Knowing from experience as well as documented research the dangerous medical implications of fatphobia makes me think about where doctors and nurses gain their expectation that every fat person they see is like the ones they know from books: hypertensive, diabetic, and noncompliant. I think about the books these future health care providers might have read long before college and residency. I think about Stephen King, who has lain at the mercy of an army of doctors when he was struck by a van on the side of the road in 1999, breaking his leg and hip, puncturing his lung, and bashing the brain that has brought the world so many wonderful stories. King had the advantage of lying before doctors who thought his life was worth living and his body was worth mending. No one wrote novels for his nurses to read that tell them that he was destroying his body by living in it, that he was mere minutes away from a heart attack and heroic measures would be wasted on him. They worked to save him, because his life was worth saving.
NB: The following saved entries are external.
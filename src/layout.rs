//! Where ontology documents, the rules file, and the schema live.
//!
//! Defaults hang off the project root (`ontology/`, `rules/expand.jsonl`,
//! `schema/core.schema.json`). Each path can be overridden from the
//! environment, and binaries apply their CLI flags on top of that.

use crate::find_repo_root;
use anyhow::Result;
use std::env;
use std::path::{Path, PathBuf};

pub const ONTOLOGY_DIR: &str = "ontology";
pub const RULES_FILE: &str = "rules/expand.jsonl";
pub const SCHEMA_FILE: &str = "schema/core.schema.json";

pub const ONTOLOGY_DIR_ENV: &str = "ROSETTA_ONTOLOGY_DIR";
pub const RULES_PATH_ENV: &str = "ROSETTA_RULES_PATH";
pub const SCHEMA_PATH_ENV: &str = "ROSETTA_SCHEMA_PATH";

#[derive(Clone, Debug, PartialEq, Eq)]
pub struct Layout {
    pub ontology_dir: PathBuf,
    pub rules_path: PathBuf,
    pub schema_path: PathBuf,
}

/// Explicit path choices, typically from command-line flags.
#[derive(Clone, Debug, Default)]
pub struct LayoutOverrides {
    pub ontology_dir: Option<PathBuf>,
    pub rules_path: Option<PathBuf>,
    pub schema_path: Option<PathBuf>,
}

impl Layout {
    /// Default layout under `root`.
    pub fn from_root(root: &Path) -> Self {
        Self {
            ontology_dir: root.join(ONTOLOGY_DIR),
            rules_path: root.join(RULES_FILE),
            schema_path: root.join(SCHEMA_FILE),
        }
    }

    /// Resolve the layout: overrides, then environment, then root defaults.
    ///
    /// The root is only discovered when some path still needs it, so fully
    /// overridden invocations work outside a checkout.
    pub fn resolve(overrides: &LayoutOverrides) -> Result<Self> {
        let ontology_dir = pick(overrides.ontology_dir.as_ref(), ONTOLOGY_DIR_ENV);
        let rules_path = pick(overrides.rules_path.as_ref(), RULES_PATH_ENV);
        let schema_path = pick(overrides.schema_path.as_ref(), SCHEMA_PATH_ENV);

        if let (Some(ontology_dir), Some(rules_path), Some(schema_path)) =
            (&ontology_dir, &rules_path, &schema_path)
        {
            return Ok(Self {
                ontology_dir: ontology_dir.clone(),
                rules_path: rules_path.clone(),
                schema_path: schema_path.clone(),
            });
        }

        let defaults = Self::from_root(&find_repo_root()?);
        Ok(Self {
            ontology_dir: ontology_dir.unwrap_or(defaults.ontology_dir),
            rules_path: rules_path.unwrap_or(defaults.rules_path),
            schema_path: schema_path.unwrap_or(defaults.schema_path),
        })
    }
}

fn pick(explicit: Option<&PathBuf>, env_key: &str) -> Option<PathBuf> {
    explicit.cloned().or_else(|| {
        env::var_os(env_key)
            .filter(|value| !value.is_empty())
            .map(PathBuf::from)
    })
}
Is mine? If they saw me lying on the table and thought of Myra/Sonia Kaspbrak, newly brought back bigger than life by actress Molly Atkinson in the 2017 adaptation of IT, would they work as hard to save me?
Americans see fat people every day. We know them and love them; we work with them and we know they have sex lives and ambitions, that they do more than hate themselves and heave and cry. After all, we are them. We respond to these stories, to all of King’s stories, because we recognize ourselves and others in them. But if the books we read and the movies we watch make fat bodies into portals to horror or the butt of the joke, do we see ourselves clearly or kindly? Not in the Stephen King literary/cinematic universe. Not in 1974, not in 2021.
Other writers are building better on the foundations of what we grew up reading. Folks like Matt Wallace, Sarah Hollowell, Sarah Gailey, Jennifer Weiner, Kate Stayman-London, Julie Murphy, Roxane Gay, Carmen Maria Machado, Alex Smith, Hilary Monahan, Amy Spalding, Marianne Kirby, Jody Houser, Nalo Hopkinson, Melissa Broder, and many others are writing books and stories where fat people have sex, go on adventures, save the day, and live lives like the ones we recognize. A whole generation of writers who inherited derision and erasure from writers like King will go on fattening that inheritance, making it our own. Writers like King may never notice or reform, and that’s just fine. We do it for each other and for the people like us who need these stories. We do it so that thin old men who hate the fat body aren’t the only ones on the shelf in horror, in fantasy, in science fiction, or anywhere.
Stephen King is a rich and inventive multiverse unto himself, populated by interconnected horrors and wonders that have terrified and electrified millions of readers, myself included. He is a blue-collar everyman white novelist whose fears look familiar to us, because his vision is the one that has always been accepted, just as his body is the kind that must always be protected. But he still writes a fat body—my body—as one of the scariest things in all the many worlds.
Good thing there are other worlds than these.